Probably his most popular work was the picturesque 1895 8th Regiment and Squadron "A" armory, in red brick and red terracotta, which was called one of the ornaments of New York. The building originally took up an entire city block but only the Madison Avenue facade still stands today.

===Churches===
More than 150 churches have been erected from his designs. Some of his city churches, such as the now-demolished Calvary Baptist Church on West 57th Street and the Reformed Low Dutch Church of Harlem (1887; now Ephesus Seventh Day Adventist Church) on Lenox Avenue at 123rd Street in Harlem, New York, are highly picturesque. He also designed the First Baptist Church of Lynchburg, Virginia.

===Surrogate's Courthouse===

In February 1896 the Municipal Building Commission of New York City awarded first prize to Thomas, out of over 130 designs submitted to them from all over the world for a new municipal building, involving an outlay of $25,000,000. The prize included his employment as architect for the building. The terms of the competition were made purposely attractive in order to attract the best architectural talent, and were prepared by a body of experts composed of Richard M. Hunt, William R. Ware of Columbia College, and Edward H. Kendall. The state legislature subsequently forbade the city authorities to remove the old city hall, thus preventing the erection of the contemplated building. This action led to a proposal for the erection of a new Hall of Records on an adjoining site, budgeted at $5,000,000, intended in its construction and art details to be equal to the best that could be produced.

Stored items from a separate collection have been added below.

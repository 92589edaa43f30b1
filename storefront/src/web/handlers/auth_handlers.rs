// storefront/src/web/handlers/auth_handlers.rs

use actix_web::{web, HttpResponse};
use serde_json::json;
use tracing::{info, instrument};

use crate::context::RequestContext;
use crate::errors::AppError;
use crate::services::identity::{self, Credentials, Registration};
use crate::session::{FlashCategory, Session, SessionUser};
use crate::web::extractors::CurrentUser;
use crate::web::render;

const REGISTER_TEMPLATE: &str = "register.html";
const LOGIN_TEMPLATE: &str = "login.html";

pub async fn register_form_handler(session: Session) -> HttpResponse {
  render::page(&session, REGISTER_TEMPLATE, json!({ "form": {} }))
}

#[instrument(name = "handler::register", skip_all, fields(username = %form.username))]
pub async fn register_handler(
  ctx: RequestContext,
  session: Session,
  form: web::Form<Registration>,
) -> Result<HttpResponse, AppError> {
  let form = form.into_inner();
  match identity::register(&ctx, &form).await {
    Ok(user) => {
      let message = if user.is_admin() {
        "Admin registration was successful!"
      } else {
        "Registration was successful!"
      };
      session.login(SessionUser::from(&user));
      session.flash(FlashCategory::Success, message);
      Ok(render::redirect("/"))
    }
    Err(err) => render::form_failure(
      &session,
      err,
      REGISTER_TEMPLATE,
      // Echo back what was typed, except the password.
      json!({ "form": { "username": form.username, "email": form.email, "role": form.role } }),
    ),
  }
}

pub async fn login_form_handler(session: Session) -> HttpResponse {
  render::page(&session, LOGIN_TEMPLATE, json!({ "form": {} }))
}

#[instrument(name = "handler::login", skip_all)]
pub async fn login_handler(
  ctx: RequestContext,
  session: Session,
  form: web::Form<Credentials>,
) -> Result<HttpResponse, AppError> {
  let form = form.into_inner();
  match identity::login(&ctx, &form).await {
    Ok(user) => {
      let message = if user.is_admin() {
        "Successfully logged in as admin"
      } else {
        "Successfully logged in"
      };
      session.login(SessionUser::from(&user));
      session.flash(FlashCategory::Success, message);
      Ok(render::redirect("/"))
    }
    Err(err) => render::form_failure(
      &session,
      err,
      LOGIN_TEMPLATE,
      json!({ "form": { "username": form.username, "email": form.email } }),
    ),
  }
}

pub async fn logout_handler(CurrentUser(user): CurrentUser, session: Session) -> HttpResponse {
  session.logout();
  info!(user_id = user.id, "User logged out.");
  render::redirect("/")
}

Thomas adapted his design and construction began in 1899, but was incomplete when Thomas died in 1901. The building was completed by Horgan & Slattery at a total cost in excess of $7,000,000. It opened in 1907. The building contains one of the city's finest Beaux Arts interiors.

==Publications==
In November 1883 Thomas read a paper on "Church Architecture" before a conference of clergymen in Boston. This was followed in October 1891 by The History of Prison Architecture, read before the National Prison Association of the United States at its annual congress at Pittsburgh, which was universally adopted as the standard. An article on proposed legislation restricting the height of buildings in New York City was read before the New York Chamber of Commerce in 1896.

==Civic associations==
Thomas was a member of the New York Chamber of Commerce; the New York Yacht Club; the Architectural League; the Sculpture Society; the National Arts Club; the Manhattan Club, and the executive committee of the New York Prison Association. He was also a member of the Kane Lodge of the Free and Accepted Masons.

Although still a resident of New York City, he died at Westminster Park, New York, in the Thousand Islands, on August 28, 1901.